Source data: Begin

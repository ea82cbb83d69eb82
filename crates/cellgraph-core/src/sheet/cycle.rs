//! Circular dependency detection for prospective edits.
//!
//! Before a formula is committed we verify that the references it would add
//! cannot reach back to the edited cell. The search walks the committed
//! outgoing edges with an explicit stack, visiting each cell at most once.

use rustc_hash::{FxHashMap, FxHashSet};

use cellgraph_engine::engine::Position;

use super::Sheet;

impl Sheet {
    /// Check whether giving `target` the outgoing references `candidate` would
    /// close a cycle. Returns the cycle as a path that starts and ends at
    /// `target`, or `None` if the edit is safe.
    ///
    /// Cells that do not exist yet have no outgoing edges and end the search
    /// along that branch; nothing is materialized.
    pub(crate) fn detect_cycle(
        &self,
        target: Position,
        candidate: &FxHashSet<Position>,
    ) -> Option<Vec<Position>> {
        if candidate.contains(&target) {
            return Some(vec![target, target]);
        }

        // Doubles as the visited set.
        let mut parent: FxHashMap<Position, Position> = FxHashMap::default();
        let mut stack = Vec::new();

        let mut roots: Vec<Position> = candidate
            .iter()
            .copied()
            .filter(Position::is_valid)
            .collect();
        roots.sort_unstable();
        for root in roots.into_iter().rev() {
            parent.insert(root, target);
            stack.push(root);
        }

        while let Some(current) = stack.pop() {
            let Some(cell) = self.cells.get(&current) else {
                continue;
            };

            let mut next: Vec<Position> = cell.outgoing().collect();
            next.sort_unstable();
            for dep in next.into_iter().rev() {
                if dep == target {
                    return Some(cycle_path(&parent, target, current));
                }
                if dep.is_valid() && !parent.contains_key(&dep) {
                    parent.insert(dep, current);
                    stack.push(dep);
                }
            }
        }

        None
    }
}

/// Rebuild `target -> ... -> last -> target` from the parent links.
fn cycle_path(
    parent: &FxHashMap<Position, Position>,
    target: Position,
    last: Position,
) -> Vec<Position> {
    let mut path = vec![target, last];
    let mut current = last;
    while let Some(&prev) = parent.get(&current) {
        path.push(prev);
        if prev == target {
            break;
        }
        current = prev;
    }
    path.reverse();
    path
}
//! Sheet state and logic: the cell store, its dependency graph and value cache.

mod cell;
mod cycle;
mod eval;
mod ops;
mod print;
mod state;

pub use cell::{Cell, Content, ESCAPE_SIGN, FORMULA_SIGN};
pub use print::Size;
pub use state::Sheet;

Source data: End

What this task involves »
Gather from the entries above all lines that include the string "FxHashMap".

Response »
use rustc_hash::{FxHashMap, FxHashSet};
        let mut parent: FxHashMap<Position, Position> = FxHashMap::default();
    parent: &FxHashMap<Position, Position>,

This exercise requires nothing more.